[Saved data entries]

● ● ●

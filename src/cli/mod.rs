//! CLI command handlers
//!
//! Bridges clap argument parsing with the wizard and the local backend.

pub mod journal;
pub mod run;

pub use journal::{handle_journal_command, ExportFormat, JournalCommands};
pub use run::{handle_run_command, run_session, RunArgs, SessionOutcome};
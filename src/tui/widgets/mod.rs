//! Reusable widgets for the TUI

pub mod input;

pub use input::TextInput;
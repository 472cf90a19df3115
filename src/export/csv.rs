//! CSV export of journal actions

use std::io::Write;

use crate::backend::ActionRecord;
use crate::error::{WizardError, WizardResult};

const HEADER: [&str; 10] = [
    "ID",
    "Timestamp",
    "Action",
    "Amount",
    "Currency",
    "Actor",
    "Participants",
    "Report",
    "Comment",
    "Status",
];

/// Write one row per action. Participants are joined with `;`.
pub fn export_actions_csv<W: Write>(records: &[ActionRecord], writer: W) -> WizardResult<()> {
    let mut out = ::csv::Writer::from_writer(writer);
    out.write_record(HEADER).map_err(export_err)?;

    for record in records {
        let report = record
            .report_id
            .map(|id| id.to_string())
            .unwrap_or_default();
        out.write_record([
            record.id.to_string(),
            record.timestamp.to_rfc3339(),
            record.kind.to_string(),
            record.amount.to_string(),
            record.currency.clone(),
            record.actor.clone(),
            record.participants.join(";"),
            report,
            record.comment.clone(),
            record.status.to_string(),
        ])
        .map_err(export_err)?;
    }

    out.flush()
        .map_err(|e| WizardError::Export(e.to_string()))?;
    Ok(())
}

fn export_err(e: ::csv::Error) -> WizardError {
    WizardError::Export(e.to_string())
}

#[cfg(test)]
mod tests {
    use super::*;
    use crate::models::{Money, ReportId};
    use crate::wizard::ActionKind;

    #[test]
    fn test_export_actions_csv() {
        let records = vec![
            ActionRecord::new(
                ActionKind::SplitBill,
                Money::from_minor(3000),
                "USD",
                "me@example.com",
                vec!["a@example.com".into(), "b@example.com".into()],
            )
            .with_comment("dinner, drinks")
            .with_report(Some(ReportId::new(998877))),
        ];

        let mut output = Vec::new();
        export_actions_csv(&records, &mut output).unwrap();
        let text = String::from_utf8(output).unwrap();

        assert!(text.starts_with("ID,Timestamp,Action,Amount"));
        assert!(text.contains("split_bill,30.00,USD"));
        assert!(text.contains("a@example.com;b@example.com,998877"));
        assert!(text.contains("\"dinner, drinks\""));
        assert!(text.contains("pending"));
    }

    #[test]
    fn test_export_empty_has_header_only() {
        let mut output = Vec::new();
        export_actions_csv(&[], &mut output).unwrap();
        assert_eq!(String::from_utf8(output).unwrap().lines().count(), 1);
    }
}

● ● ●

→ What is being asked:
Set all of the records down again, exactly as they stand.

→ Task result:
filename src/cli/mod.rs
//! CLI command handlers
//!
//! Bridges clap argument parsing with the wizard and the local backend.

pub mod journal;
pub mod run;

pub use journal::{handle_journal_command, ExportFormat, JournalCommands};
pub use run::{handle_run_command, run_session, RunArgs, SessionOutcome};
filename src/tui/widgets/mod.rs
//! Reusable widgets for the TUI

pub mod input;

pub use input::TextInput;
repository 472cf90a19df3115
filename src/export/csv.rs
//! CSV export of journal actions

use std::io::Write;

use crate::backend::ActionRecord;
use crate::error::{WizardError, WizardResult};

const HEADER: [&str; 10] = [
    "ID",
    "Timestamp",
    "Action",
    "Amount",
    "Currency",
    "Actor",
    "Participants",
    "Report",
    "Comment",
    "Status",
];

/// Write one row per action. Participants are joined with `;`.
pub fn export_actions_csv<W: Write>(records: &[ActionRecord], writer: W) -> WizardResult<()> {
    let mut out = ::csv::Writer::from_writer(writer);
    out.write_record(HEADER).map_err(export_err)?;

    for record in records {
        let report = record
            .report_id
            .map(|id| id.to_string())
            .unwrap_or_default();
        out.write_record([
            record.id.to_string(),
            record.timestamp.to_rfc3339(),
            record.kind.to_string(),
            record.amount.to_string(),
            record.currency.clone(),
            record.actor.clone(),
            record.participants.join(";"),
            report,
            record.comment.clone(),
            record.status.to_string(),
        ])
        .map_err(export_err)?;
    }

    out.flush()
        .map_err(|e| WizardError::Export(e.to_string()))?;
    Ok(())
}

fn export_err(e: ::csv::Error) -> WizardError {
    WizardError::Export(e.to_string())
}

#[cfg(test)]
mod tests {
    use super::*;
    use crate::models::{Money, ReportId};
    use crate::wizard::ActionKind;

    #[test]
    fn test_export_actions_csv() {
        let records = vec![
            ActionRecord::new(
                ActionKind::SplitBill,
                Money::from_minor(3000),
                "USD",
                "me@example.com",
                vec!["a@example.com".into(), "b@example.com".into()],
            )
            .with_comment("dinner, drinks")
            .with_report(Some(ReportId::new(998877))),
        ];

        let mut output = Vec::new();
        export_actions_csv(&records, &mut output).unwrap();
        let text = String::from_utf8(output).unwrap();

        assert!(text.starts_with("ID,Timestamp,Action,Amount"));
        assert!(text.contains("split_bill,30.00,USD"));
        assert!(text.contains("a@example.com;b@example.com,998877"));
        assert!(text.contains("\"dinner, drinks\""));
        assert!(text.contains("pending"));
    }

    #[test]
    fn test_export_empty_has_header_only() {
        let mut output = Vec::new();
        export_actions_csv(&[], &mut output).unwrap();
        assert_eq!(String::from_utf8(output).unwrap().lines().count(), 1);
    }
}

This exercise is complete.